Анирет боялась, что Мейа снова начнёт расспрашивать о судьбе Паваха. О бывшем телохранителе Хэфера по приказу царевны в отряде не говорили. Слишком многое было связано с этой историей, что пришлось бы объяснять.
– Ну, я бы не сказала, что беспокоит… Скорее интригует…
– Ага.
– Что ты думаешь о своём новом страже? – Мейа наконец подняла глаза на собеседницу, с живым интересом ожидая ответа.
Анирет немного растерялась. По воле отца она никому, даже ближайшей подруге, не говорила о том, зачем на самом деле посещала Обитель Таэху, и кем ей теперь приходился Нэбмераи, ведь для этого ей пришлось бы рассказать и о том, что теперь – хоть и негласно пока – она была наследницей трона Таур-Дуат.
– Ну… – царевна замялась. – Он… достойный воин, мудрый, как и все представители его рода. Искусный, – добавила она, пригубив остывший уже травяной чай.
– Искусный? – Мейа лукаво прищурилась. – Если слухи об их обучении правдивы, то на брачном ложе они не хуже жрецов Золотой, знаешь ли.
Царевна едва не поперхнулась чаем.
– С этой стороны я как-то о нём не думала, – даже с Мейей она пока не была готова делиться тайными мыслями.
– Отчего же? Статус его высок. Или тебя смущают шрамы? Ну, так они его совсем не портят. Знаешь, как оно иной раз – мужчине даже вредит быть красивым. Сразу же зазнаётся посильнее придворных модниц.
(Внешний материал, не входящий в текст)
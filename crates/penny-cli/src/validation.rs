use anyhow::{anyhow, bail, Result};
use chrono_tz::Tz;
use penny_moderation::{non_empty, AnomalyWeights, ModerationConfig, ModerationTexts};
use penny_slack::SlackApiClientConfig;

use crate::Cli;

/// Parses an IANA timezone name; blank means the timezone check is off.
pub fn parse_local_timezone(raw: Option<&str>) -> Result<Option<Tz>> {
    let Some(name) = non_empty(raw) else {
        return Ok(None);
    };
    name.parse::<Tz>()
        .map(Some)
        .map_err(|_| anyhow!("invalid --local-timezone '{name}': expected an IANA name such as America/New_York"))
}

impl Cli {
    /// Validated moderation settings for the whole process lifetime.
    pub fn moderation_config(&self) -> Result<ModerationConfig> {
        let spam_feed = &self.spam_feed;
        let anomaly = &self.anomaly;
        if anomaly.max_anomaly_score == 0 {
            bail!("--max-anomaly-score must be greater than 0");
        }
        let report_emoji = spam_feed.spam_feed_emoji.trim().trim_matches(':').to_string();
        if report_emoji.is_empty() {
            bail!("--spam-feed-emoji cannot be empty");
        }
        let activity_search_after = anomaly.activity_search_after.trim().to_string();
        if anomaly.activity_low_watermark > 0 && activity_search_after.is_empty() {
            bail!("--activity-search-after is required when --activity-low-watermark is set");
        }

        Ok(ModerationConfig {
            spam_feed_channel: spam_feed.spam_feed_channel.trim().to_lowercase(),
            report_emoji,
            acknowledgement: non_empty(spam_feed.spam_feed_reacji_response.as_deref()),
            op_warning: non_empty(spam_feed.spam_feed_op_warning.as_deref()),
            assistance_channel_id: non_empty(spam_feed.spam_feed_assistance_channel_id.as_deref()),
            reaction_emoji_hit: non_empty(spam_feed.spam_feed_reaction_emoji_hit.as_deref()),
            reaction_emoji_miss: non_empty(spam_feed.spam_feed_reaction_emoji_miss.as_deref()),
            activity_low_watermark: anomaly.activity_low_watermark,
            activity_search_after,
            local_timezone: parse_local_timezone(anomaly.local_timezone.as_deref())?,
            weights: AnomalyWeights {
                reported: anomaly.anomaly_score_reported,
                low_activity: anomaly.anomaly_score_low_activity,
                outside_timezone: anomaly.anomaly_score_outside_tz,
            },
            max_anomaly_score: anomaly.max_anomaly_score,
            texts: ModerationTexts::default(),
        })
    }

    /// Client settings for the bot token.
    pub fn bot_client_config(&self) -> Result<SlackApiClientConfig> {
        let token = non_empty(self.slack.slack_bot_token.as_deref())
            .ok_or_else(|| anyhow!("--slack-bot-token is required"))?;
        Ok(self.client_config(token))
    }

    /// Client settings for the user token used for search and deletion.
    pub fn user_client_config(&self) -> Result<SlackApiClientConfig> {
        let token = non_empty(self.slack.slack_user_token.as_deref())
            .ok_or_else(|| anyhow!("--slack-user-token is required"))?;
        Ok(self.client_config(token))
    }

    fn client_config(&self, token: String) -> SlackApiClientConfig {
        let slack = &self.slack;
        SlackApiClientConfig {
            request_timeout_ms: slack.slack_request_timeout_ms,
            retry_max_attempts: slack.slack_retry_max_attempts,
            retry_base_delay_ms: slack.slack_retry_base_delay_ms,
            ..SlackApiClientConfig::new(slack.slack_api_base.trim_end_matches('/'), token)
        }
    }
}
– Если ты о своей неудачной попытке соблазнить моего брата – так там дело было, по-моему, не во внешности, – рассмеялась Анирет, – а в том, что ему вообще, кроме военного дела, ничего не интересно. Мне кажется, он и жрицу Золотой посещал в положенные ночи своего обучения искусству брачных покоев исключительно потому, что так нужно.
– Не такой уж и неудачной была та попытка, – протянула Мейа и загадочно улыбнулась. – Цели-то я достигла.
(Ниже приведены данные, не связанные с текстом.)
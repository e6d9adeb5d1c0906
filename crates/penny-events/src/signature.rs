//! Slack `v0` request signing.

use hmac::{Hmac, Mac};
use sha2::Sha256;
use thiserror::Error;

/// Slack rejects requests older than five minutes; so do we.
pub const SLACK_SIGNATURE_MAX_SKEW_SECONDS: u64 = 300;

#[derive(Debug, Clone, PartialEq, Eq, Error)]
pub enum SignatureError {
    #[error("slack request signature is required when a signing secret is configured")]
    MissingSignature,
    #[error("slack request timestamp is required when a signing secret is configured")]
    MissingTimestamp,
    #[error("slack request signature must use v0=<hex> format")]
    InvalidFormat,
    #[error("invalid signature digest: {0}")]
    InvalidDigest(String),
    #[error("invalid slack request timestamp '{0}'")]
    InvalidTimestamp(String),
    #[error("slack request timestamp skew {skew_seconds}s exceeds max {max_skew_seconds}s")]
    Stale {
        skew_seconds: u64,
        max_skew_seconds: u64,
    },
    #[error("failed to initialize request HMAC verifier")]
    InvalidKey,
    #[error("slack request signature verification failed")]
    Mismatch,
}

/// Checks `signature` against `v0=hex(HMAC-SHA256(secret, "v0:<timestamp>:<body>"))`.
///
/// A `max_skew_seconds` of 0 disables the timestamp freshness check.
pub fn verify_slack_signature(
    body: &str,
    signature: &str,
    timestamp: &str,
    secret: &str,
    now_unix_ms: u64,
    max_skew_seconds: u64,
) -> Result<(), SignatureError> {
    validate_timestamp_skew(timestamp, now_unix_ms, max_skew_seconds)?;
    let Some(digest_hex) = signature.trim().strip_prefix("v0=") else {
        return Err(SignatureError::InvalidFormat);
    };
    let signature_bytes = decode_hex(digest_hex)?;
    signing_mac(secret, timestamp.trim(), body)?
        .verify_slice(&signature_bytes)
        .map_err(|_| SignatureError::Mismatch)
}

/// Produces the `X-Slack-Signature` value Slack would send for `body`.
pub fn sign_slack_request(
    secret: &str,
    timestamp: &str,
    body: &str,
) -> Result<String, SignatureError> {
    let digest = signing_mac(secret, timestamp, body)?.finalize().into_bytes();
    Ok(format!(
        "v0={}",
        digest
            .iter()
            .map(|byte| format!("{byte:02x}"))
            .collect::<String>()
    ))
}

pub fn current_unix_timestamp_ms() -> u64 {
    std::time::SystemTime::now()
        .duration_since(std::time::UNIX_EPOCH)
        .unwrap_or_default()
        .as_millis()
        .try_into()
        .unwrap_or(u64::MAX)
}

fn signing_mac(secret: &str, timestamp: &str, body: &str) -> Result<Hmac<Sha256>, SignatureError> {
    let mut mac = Hmac::<Sha256>::new_from_slice(secret.as_bytes())
        .map_err(|_| SignatureError::InvalidKey)?;
    mac.update(format!("v0:{timestamp}:{body}").as_bytes());
    Ok(mac)
}

fn decode_hex(value: &str) -> Result<Vec<u8>, SignatureError> {
    let trimmed = value.trim();
    if trimmed.is_empty() {
        return Err(SignatureError::InvalidDigest(
            "signature digest cannot be empty".to_string(),
        ));
    }
    if trimmed.len() % 2 != 0 {
        return Err(SignatureError::InvalidDigest(
            "signature digest must have an even number of hex characters".to_string(),
        ));
    }

    trimmed
        .as_bytes()
        .chunks(2)
        .map(|pair| {
            std::str::from_utf8(pair)
                .ok()
                .and_then(|hex| u8::from_str_radix(hex, 16).ok())
                .ok_or_else(|| {
                    SignatureError::InvalidDigest(format!(
                        "invalid hex byte '{}' in signature digest",
                        String::from_utf8_lossy(pair)
                    ))
                })
        })
        .collect()
}

fn validate_timestamp_skew(
    timestamp: &str,
    now_unix_ms: u64,
    max_skew_seconds: u64,
) -> Result<(), SignatureError> {
    let timestamp_seconds = timestamp
        .trim()
        .parse::<u64>()
        .map_err(|_| SignatureError::InvalidTimestamp(timestamp.to_string()))?;
    if max_skew_seconds == 0 {
        return Ok(());
    }
    let skew_seconds = (now_unix_ms / 1_000).abs_diff(timestamp_seconds);
    if skew_seconds > max_skew_seconds {
        return Err(SignatureError::Stale {
            skew_seconds,
            max_skew_seconds,
        });
    }
    Ok(())
}
//! Keep-a-Changelog parsing with Slack mrkdwn and plain markdown renderers.

use std::sync::LazyLock;

use regex::Regex;
use thiserror::Error;

/// Version label of the pending, unreleased section.
pub const UNRELEASED_VERSION: &str = "Unreleased";
pub const UP_TO_DATE: &str = "You're up to date!";

// `## [version]` or `## [version] - date`
static SECTION_HEADER: LazyLock<Regex> = LazyLock::new(|| {
    Regex::new(r"^## \[(.+?)\](?:\s*-\s*(.+))?").expect("section header pattern is valid")
});
static SUBHEADING: LazyLock<Regex> =
    LazyLock::new(|| Regex::new(r"^#{3,6}\s+(.+?)\s*$").expect("subheading pattern is valid"));
static BOLD: LazyLock<Regex> =
    LazyLock::new(|| Regex::new(r"\*\*(.+?)\*\*").expect("bold pattern is valid"));
static LINK: LazyLock<Regex> =
    LazyLock::new(|| Regex::new(r"\[([^\]]+)\]\(([^)\s]+)\)").expect("link pattern is valid"));

#[derive(Debug, Clone, PartialEq, Eq, Error)]
pub enum ChangelogError {
    #[error("changelog is empty")]
    Empty,
    #[error("version \"{0}\" not found in changelog")]
    UnknownVersion(String),
}

/// One `## [version]` entry.
#[derive(Debug, Clone, Default, PartialEq, Eq)]
pub struct Section {
    pub version: String,
    pub date: Option<String>,
    /// Raw markdown between this header and the next.
    pub body: String,
}

/// Changelog sections, newest first as they appear in the file.
#[derive(Debug, Clone, Default, PartialEq, Eq)]
pub struct Changelog {
    pub sections: Vec<Section>,
}

impl Changelog {
    /// Splits raw changelog text into sections. Text before the first
    /// section header is dropped.
    pub fn parse(raw: &str) -> Self {
        let mut sections = Vec::new();
        let mut current: Option<Section> = None;
        for line in raw.lines() {
            if let Some(captures) = SECTION_HEADER.captures(line) {
                sections.extend(current.take());
                current = Some(Section {
                    version: captures[1].to_string(),
                    date: captures
                        .get(2)
                        .map(|date| date.as_str().trim().to_string())
                        .filter(|date| !date.is_empty()),
                    body: String::new(),
                });
                continue;
            }
            if let Some(section) = current.as_mut() {
                section.body.push_str(line);
                section.body.push('\n');
            }
        }
        sections.extend(current);
        Self { sections }
    }

    /// Newest section as Slack mrkdwn.
    pub fn latest(&self) -> Result<String, ChangelogError> {
        self.render_latest(format_section)
    }

    /// Every section newer than `version` as Slack mrkdwn.
    pub fn since(&self, version: &str) -> Result<String, ChangelogError> {
        self.render_since(version, format_section)
    }

    pub fn latest_markdown(&self) -> Result<String, ChangelogError> {
        self.render_latest(format_section_markdown)
    }

    pub fn since_markdown(&self, version: &str) -> Result<String, ChangelogError> {
        self.render_since(version, format_section_markdown)
    }

    fn render_latest(&self, render: fn(&Section) -> String) -> Result<String, ChangelogError> {
        self.sections
            .first()
            .map(render)
            .ok_or(ChangelogError::Empty)
    }

    fn render_since(
        &self,
        version: &str,
        render: fn(&Section) -> String,
    ) -> Result<String, ChangelogError> {
        let index = self
            .sections
            .iter()
            .position(|section| section.version == version)
            .ok_or_else(|| ChangelogError::UnknownVersion(version.to_string()))?;
        if index == 0 {
            return Ok(UP_TO_DATE.to_string());
        }
        Ok(self.sections[..index]
            .iter()
            .map(render)
            .collect::<Vec<_>>()
            .join("\n"))
    }
}

/// Renders a section as Slack mrkdwn: `*vX* (date)` header, `*Heading*`
/// subheadings, single-asterisk bold, and `<url|text>` links.
pub fn format_section(section: &Section) -> String {
    let body = section
        .body
        .lines()
        .map(slack_line)
        .collect::<Vec<_>>()
        .join("\n");
    format!(
        "{}\n{}\n",
        section_header(section, "*"),
        body.trim_end_matches('\n')
    )
}

/// Renders a section as standard markdown for Slack's markdown block.
pub fn format_section_markdown(section: &Section) -> String {
    format!(
        "{}\n{}\n",
        section_header(section, "**"),
        section.body.trim_end_matches('\n')
    )
}

fn section_header(section: &Section, strong: &str) -> String {
    if section.version == UNRELEASED_VERSION {
        return format!("{strong}Latest Changes{strong}");
    }
    match &section.date {
        Some(date) => format!("{strong}v{}{strong} ({date})", section.version),
        None => format!("{strong}v{}{strong}", section.version),
    }
}

fn slack_line(line: &str) -> String {
    let line = LINK.replace_all(line, "<${2}|${1}>");
    let line = BOLD.replace_all(&line, "*${1}*");
    match SUBHEADING.captures(&line) {
        Some(captures) => format!("*{}*", &captures[1]),
        None => line.into_owned(),
    }
}
use clap::{ArgAction, Args};

/// Spam-feed channel, report emoji, and the optional replies and reactions.
#[derive(Debug, Clone, Args)]
pub struct CliSpamFeedFlags {
    #[arg(
        long = "spam-feed-channel",
        env = "PENNY_SPAM_FEED_CHANNEL",
        default_value = "spam-feed",
        help = "Normalized name of the channel reported posts are forwarded into"
    )]
    pub spam_feed_channel: String,

    #[arg(
        long = "spam-feed-auto-join",
        env = "PENNY_SPAM_FEED_AUTO_JOIN",
        default_value_t = true,
        action = ArgAction::Set,
        help = "Join the spam-feed channel at startup"
    )]
    pub spam_feed_auto_join: bool,

    #[arg(
        long = "spam-feed-emoji",
        env = "PENNY_SPAM_FEED_EMOJI",
        default_value = "no_good",
        help = "Reaction the community uses to report a post"
    )]
    pub spam_feed_emoji: String,

    #[arg(
        long = "spam-feed-reacji-response",
        env = "PENNY_SPAM_FEED_REACJI_RESPONSE",
        help = "Acknowledgement posted in the spam-feed thread after the reporter mentions"
    )]
    pub spam_feed_reacji_response: Option<String>,

    #[arg(
        long = "spam-feed-op-warning",
        env = "PENNY_SPAM_FEED_OP_WARNING",
        help = "Warning posted on reported posts that are not removed"
    )]
    pub spam_feed_op_warning: Option<String>,

    #[arg(
        long = "spam-feed-assistance-channel-id",
        env = "PENNY_SPAM_FEED_ASSISTANCE_CHANNEL_ID",
        help = "Channel id people are pointed at in removal notices and /help"
    )]
    pub spam_feed_assistance_channel_id: Option<String>,

    #[arg(
        long = "spam-feed-reaction-emoji-hit",
        env = "PENNY_SPAM_FEED_REACTION_EMOJI_HIT",
        help = "Reaction added to the spam-feed message when the post was removed"
    )]
    pub spam_feed_reaction_emoji_hit: Option<String>,

    #[arg(
        long = "spam-feed-reaction-emoji-miss",
        env = "PENNY_SPAM_FEED_REACTION_EMOJI_MISS",
        help = "Reaction added to the spam-feed message when the post was kept"
    )]
    pub spam_feed_reaction_emoji_miss: Option<String>,
}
– Но была не очень-то довольна результатом, – усмехнулась царевна.
– Конечно! Скучно же, клянусь Богами. Он с бо́льшим энтузиазмом тыкает в соломенное чучело тренировочным мечом, чем уединяется с девушкой. А вроде молодой ведь… горячая кровь. Ну, я и подумала, что на ложе он столь же горяч, а уж чему следует я его подучу…
Анирет снова тихо рассмеялась, вспоминая ту историю. В своё время она отговаривала Мейю сближаться с Ренэфом. Разумеется, романа у них не вышло – ограничилось всё несколькими ночами, причём неясно было, кто к кому быстрее охладел.
– Я не столько о твоём брате. Просто поверь моему опыту – иных мужчин красота только портит, – продолжала Мейа, и голос её приобрёл вдруг мурлыкающие интонации. – Так вот, страж твой на вид не горяч, но кто знает, что за страсти кипят там внутри?
– А предпочтения жрецов Аусетаар тебя не смущают? – уточнила царевна с иронией.
Ей почему-то стало вдруг очень неловко, но виду она не подала.
– А чего там смущаться? – удивилась Мейа. – Связывание даже расслабляет – доверяешься страсти своего любовника. Очень полезно, к слову, особенно для тех, кто излишне занят заботами власти, хотя бы на ложе эту власть передавать другому. А уж плёточка в умелых руках… – девушка томно закатила глаза.
– Ну хватит, – со смехом осекла подругу Анирет. – Ничего не хочу об этом знать.
– То есть, если у нас до чего дойдёт – подробности тебе не интересны? – подмигнула Мейа.
– Сначала пусть дойдёт, – в тон ей ответила царевна. – Посвящённый воин – это ведь считай тот же жрец, только боевой. Кто знает, какие они соблюдают правила, как очищают себя и прочее-прочее? Вдруг они делят ложе, например, строго на растущую луну, совпадающую с началом нового сезона? Или что-нибудь в таком духе.